Now let's benchmark some alternatives. Since these may or may not resemble your datasets (or your computing platform), I won't run the benchmarks multiple times. For our purposes, we're just trying to weed out alternatives that might perform very poorly.

Alternative: `is_duplicated`

import time
start = time.perf_counter()
df[df.is_duplicated(),:]
end = time.perf_counter()
print(end - start)

>>> print(end - start)
7.834882180000932

Since the is_duplicated method is provided by the Polars API, we can be reasonably assured that it will perform very well. Indeed, this should be the standard against which we compare other alternatives.

Alternative: `filter` using an `over` (windowing) expression

start = time.perf_counter()
df.filter(pl.count("col1").over(df.columns) > 1)
end = time.perf_counter()
print(end - start)

>>> print(end - start)
18.136289041000055

As expected, the over (windowing) expression is rather costly.

Alternative: `groupby` followed by a `join`

start = time.perf_counter()
df.join(
    df=df.groupby(df.columns)
    .agg(pl.count().alias("count"))
    .filter(pl.col("count") > 1),
    on=df.columns,
    how="semi",
)
end = time.perf_counter()
print(end - start)

>>> print(end - start)
9.419006452999383

Somewhat better ... but not as good as using the is_duplicated method provided by the Polars API.

Alternative: `concat_str`

Let's also look at an alternative suggested in another answer. To be fair, @FBruzzesi did say "I am not sure this is optimal by any means". But let's look at how it performs.

start = time.perf_counter()
df.filter(pl.concat_str(df.columns, sep='|').is_duplicated())
end = time.perf_counter()
print(end - start)

>>> print(end - start)
37.238660977998734

Edit

Additional Alternative: `filter` and `is_duplicated`

We can also use filter with is_duplicated. Since df.is_duplicated() is not a column in the DataFrame when the filter is run, we'll need to wrap it in a polars.lit Expression.

start = time.perf_counter()
df.filter(pl.lit(df.is_duplicated()))
end = time.perf_counter()
print(end - start)

>>> print(end - start)
8.115436136999051

This performs just as well as using is_duplicated and boolean indexing.

Did this help? If nothing else, this shows some different ways to use the Polars API.

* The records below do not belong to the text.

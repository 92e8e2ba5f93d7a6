/// CD-HIT redundancy clustering driver and `.clstr` parser
use std::path::{Path, PathBuf};
use std::time::Duration;

use indexmap::IndexMap;
use tracing::{debug, info};

use crate::bio::fasta::write_fasta;
use crate::bio::sequence::{GeneId, SequenceRecord};
use crate::tools::runner::{staging_dir, ToolCommand};
use crate::tools::traits::{ClusterAssignment, ClusterOutput, Clusterer};
use crate::{OdbError, Result};

/// Protein word size CD-HIT accepts for an identity threshold
pub fn word_size(threshold: f64) -> Result<u8> {
    match threshold {
        t if (0.7..=1.0).contains(&t) => Ok(5),
        t if t >= 0.6 && t < 0.7 => Ok(4),
        t if t >= 0.5 && t < 0.6 => Ok(3),
        t if t >= 0.4 && t < 0.5 => Ok(2),
        t => Err(OdbError::ClusteringTool(format!(
            "identity threshold {} is outside the range CD-HIT supports (0.4 to 1.0)",
            t
        ))),
    }
}

const DEFAULT_THROW_AWAY: usize = 10;

/// CD-HIT's `-l` for inputs whose shortest sequence has `shortest` residues
pub fn throw_away_length(shortest: usize) -> usize {
    shortest.saturating_sub(1).min(DEFAULT_THROW_AWAY)
}

#[derive(Debug, Clone)]
pub struct CdHit {
    executable: String,
    identity_threshold: f64,
    threads: usize,
    extra_args: Vec<String>,
    timeout: Option<Duration>,
    temp_root: Option<PathBuf>,
}

impl CdHit {
    pub fn new(executable: impl Into<String>, identity_threshold: f64) -> Self {
        Self {
            executable: executable.into(),
            identity_threshold,
            threads: 1,
            extra_args: Vec::new(),
            timeout: None,
            temp_root: None,
        }
    }

    pub fn with_threads(mut self, threads: usize) -> Self {
        self.threads = threads.max(1);
        self
    }

    pub fn with_extra_args(mut self, extra_args: Vec<String>) -> Self {
        self.extra_args = extra_args;
        self
    }

    pub fn with_timeout(mut self, timeout: Option<Duration>) -> Self {
        self.timeout = timeout;
        self
    }

    pub fn with_temp_root(mut self, temp_root: Option<PathBuf>) -> Self {
        self.temp_root = temp_root;
        self
    }

    /// `cd-hit -i in -o out -c T -n W -M 0 -d 0 -T threads -l L [extra...]`
    ///
    /// `shortest` is the length of the shortest input sequence. CD-HIT drops
    /// sequences of `-l` residues or fewer, so `L` stays below it.
    pub fn command(&self, input: &Path, output: &Path, shortest: usize) -> Result<ToolCommand> {
        let word = word_size(self.identity_threshold)?;
        Ok(ToolCommand::new(&self.executable)
            .arg("-i")
            .arg(input)
            .arg("-o")
            .arg(output)
            .arg("-c")
            .arg(self.identity_threshold.to_string())
            .arg("-n")
            .arg(word.to_string())
            .args(["-M", "0", "-d", "0", "-T"])
            .arg(self.threads.to_string())
            .arg("-l")
            .arg(throw_away_length(shortest).to_string())
            .args(&self.extra_args))
    }
}

impl Clusterer for CdHit {
    fn name(&self) -> &str {
        "cd-hit"
    }

    fn cluster(
        &self,
        sequences: &IndexMap<GeneId, SequenceRecord>,
        run_label: &str,
    ) -> Result<ClusterOutput> {
        let fail = |msg: String| OdbError::ClusteringTool(msg);

        let staging = staging_dir(self.temp_root.as_deref(), run_label)
            .map_err(|e| fail(format!("cannot create staging directory: {}", e)))?;
        let input = staging.path().join("ldos.fasta");
        let output = staging.path().join("ldos_clustered.fasta");
        let shortest = sequences.values().map(SequenceRecord::len).min().unwrap_or(0);
        let command = self.command(&input, &output, shortest)?;
        let rendered = command.render();

        if sequences.is_empty() {
            return Ok(ClusterOutput {
                command: rendered,
                clusters: ClusterAssignment::new(),
            });
        }

        let records: Vec<SequenceRecord> = sequences
            .values()
            .map(|r| SequenceRecord::new(r.id.clone(), r.sequence.clone()))
            .collect();
        let refs: Vec<&SequenceRecord> = records.iter().collect();
        write_fasta(&input, &refs)?;

        info!(
            "Clustering {} sequences with CD-HIT at {}",
            sequences.len(),
            self.identity_threshold
        );
        command
            .run(self.timeout)
            .map_err(|e| fail(e.to_string()))?;

        if !output.is_file() {
            return Err(fail(format!(
                "CD-HIT exited without writing {}",
                output.display()
            )));
        }
        let mut clstr_path = output.into_os_string();
        clstr_path.push(".clstr");
        let text = std::fs::read_to_string(&clstr_path)
            .map_err(|e| fail(format!("cannot read cluster file: {}", e)))?;
        let clusters = parse_clstr(&text).map_err(fail)?;
        clusters.verify_partition(sequences.keys()).map_err(fail)?;
        debug!("{} sequences fell into {} clusters", sequences.len(), clusters.len());

        Ok(ClusterOutput {
            command: rendered,
            clusters,
        })
    }
}

/// Parse a CD-HIT `.clstr` report.
///
/// ```text
/// >Cluster 0
/// 0	350aa, >9606_0:001c7b... *
/// 1	349aa, >9598_0:00a1b2... at 98.85%
/// ```
pub fn parse_clstr(text: &str) -> std::result::Result<ClusterAssignment, String> {
    let mut clusters = ClusterAssignment::new();
    let mut representative: Option<GeneId> = None;
    let mut members: Vec<GeneId> = Vec::new();
    let mut in_cluster = false;

    for (line_no, line) in text.lines().enumerate() {
        let line = line.trim();
        if line.is_empty() {
            continue;
        }
        if line.starts_with(">Cluster") {
            if in_cluster {
                finish_cluster(&mut clusters, representative.take(), std::mem::take(&mut members))?;
            }
            in_cluster = true;
            continue;
        }
        if !in_cluster {
            return Err(format!("line {}: member line before any cluster header", line_no + 1));
        }

        let (_, entry) = line
            .split_once('>')
            .ok_or_else(|| format!("line {}: no sequence id in `{}`", line_no + 1, line))?;
        let (id, flag) = match entry.find("...") {
            Some(pos) => (&entry[..pos], entry[pos + 3..].trim()),
            None => {
                let mut parts = entry.splitn(2, char::is_whitespace);
                (parts.next().unwrap_or(""), parts.next().unwrap_or("").trim())
            }
        };
        let id = id.trim().trim_end_matches("...").to_string();
        if id.is_empty() {
            return Err(format!("line {}: empty sequence id", line_no + 1));
        }

        if flag == "*" {
            if representative.is_some() {
                return Err(format!("line {}: second representative in one cluster", line_no + 1));
            }
            representative = Some(id.clone());
        }
        members.push(id);
    }
    if in_cluster {
        finish_cluster(&mut clusters, representative, members)?;
    }
    Ok(clusters)
}

fn finish_cluster(
    clusters: &mut ClusterAssignment,
    representative: Option<GeneId>,
    members: Vec<GeneId>,
) -> std::result::Result<(), String> {
    match representative {
        Some(rep) => {
            clusters.insert(rep, members);
            Ok(())
        }
        None if members.is_empty() => Ok(()),
        None => Err(format!("cluster without a representative: {:?}", members)),
    }
}

#[cfg(test)]
mod tests {
    use super::*;
    use rstest::rstest;

    #[rstest]
    #[case(1.0, 5)]
    #[case(0.9, 5)]
    #[case(0.7, 5)]
    #[case(0.65, 4)]
    #[case(0.5, 3)]
    #[case(0.45, 2)]
    #[case(0.4, 2)]
    fn test_word_size(#[case] threshold: f64, #[case] expected: u8) {
        assert_eq!(word_size(threshold).unwrap(), expected);
    }

    #[test]
    fn test_word_size_out_of_range() {
        assert!(word_size(0.39).is_err());
        assert!(word_size(1.01).is_err());
    }

    #[test]
    fn test_command_arguments() {
        let cdhit = CdHit::new("cd-hit", 0.9)
            .with_threads(2)
            .with_extra_args(vec!["-g".into(), "1".into()]);
        let cmd = cdhit
            .command(Path::new("/tmp/in.fa"), Path::new("/tmp/out.fa"), 350)
            .unwrap();
        assert_eq!(
            cmd.render(),
            "cd-hit -i /tmp/in.fa -o /tmp/out.fa -c 0.9 -n 5 -M 0 -d 0 -T 2 -l 10 -g 1"
        );
    }

    #[rstest]
    #[case(350, 10)]
    #[case(11, 10)]
    #[case(10, 9)]
    #[case(9, 8)]
    #[case(1, 0)]
    #[case(0, 0)]
    fn test_throw_away_length_keeps_shortest(#[case] shortest: usize, #[case] expected: usize) {
        assert_eq!(throw_away_length(shortest), expected);
        assert!(expected < shortest || shortest == 0);
    }

    #[test]
    fn test_short_inputs_lower_the_length_cutoff() {
        let cmd = CdHit::new("cd-hit", 0.9)
            .command(Path::new("in.fa"), Path::new("out.fa"), 9)
            .unwrap();
        assert!(cmd.render().ends_with("-T 1 -l 8"));
    }

    #[test]
    fn test_parse_clstr() {
        let text = "\
>Cluster 0
0\t350aa, >9606_0:001c7b... *
1\t349aa, >9598_0:00a1b2... at 98.85%
>Cluster 1
0\t120aa, >10090_0:0003ff... *
";
        let clusters = parse_clstr(text).unwrap();
        assert_eq!(clusters.len(), 2);
        assert_eq!(
            clusters.members("9606_0:001c7b").unwrap(),
            &["9606_0:001c7b".to_string(), "9598_0:00a1b2".to_string()]
        );
        assert_eq!(
            clusters.members("10090_0:0003ff").unwrap(),
            &["10090_0:0003ff".to_string()]
        );
    }

    #[test]
    fn test_parse_clstr_representative_not_first() {
        let text = ">Cluster 0\n0\t80aa, >b... at 95.00%\n1\t90aa, >a... *\n";
        let clusters = parse_clstr(text).unwrap();
        assert_eq!(clusters.members("a").unwrap(), &["b".to_string(), "a".to_string()]);
    }

    #[test]
    fn test_parse_clstr_rejects_cluster_without_representative() {
        let text = ">Cluster 0\n0\t80aa, >b... at 95.00%\n";
        assert!(parse_clstr(text).is_err());
    }

    #[test]
    fn test_empty_input_skips_tool() {
        let cdhit = CdHit::new("odbgroup-missing-cd-hit", 0.9);
        let out = cdhit.cluster(&IndexMap::new(), "q").unwrap();
        assert!(out.clusters.is_empty());
        assert!(out.command.starts_with("odbgroup-missing-cd-hit -i"));
    }

    #[test]
    fn test_missing_executable_is_clustering_error() {
        let cdhit = CdHit::new("odbgroup-missing-cd-hit", 0.9);
        let mut seqs = IndexMap::new();
        seqs.insert("a".to_string(), SequenceRecord::new("a", b"MKV".to_vec()));
        let err = cdhit.cluster(&seqs, "q").unwrap_err();
        assert!(matches!(err, OdbError::ClusteringTool(_)));
    }
}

Thank you for the multiple alternatives along with benchmarks. The only "concern" is that the implementations using the filter method seem to be the slowest ones. I believe that OP, as myself, would like to use method chaining most of the time. Using the join method may be the compromise between performance and method chaining. — FBruzzesi, May 05 '22 at 12:30
You can use a filter with the is_duplicated as well. (I actually tested that, but thought that the post was getting way too long as it was.) I'll edit my answer to include that option. — , May 05 '22 at 12:40
Added (at the bottom). Using a filter will run just as fast as using boolean indexing. And to your point, the syntax if preferable. — , May 05 '22 at 12:53
When you want to verify duplicates with a subset of columns on a chain of expressions, using is_duplicated() is currently not possible. In this case, the filter()+over() option enables this feature, is convenient, clean and concise. I don't know what is the difference in performance between the groupBy()+join() solution and the filter()+over() solution in your (reader) particular use case. But unless this is the most critical part and bottleneck of your app, and you have evidence that there is a very significant difference in performance, I'd suggest that you favor the more clean solution. — Vinícius Queiroz, Mar 15 '23 at 14:44

Igor Marcos Riegel · Answer 2 · 2023-02-10T19:28:11.610

I think the optimal way really is:

df.filter(df.is_duplicated())

We have to be aware that Polars have is_duplicated() methods in the expression API and in the DataFrame API, but for the purpose of visualizing the duplicated lines we need to evaluate each column and have a consensus in the end if the column is duplicated or not.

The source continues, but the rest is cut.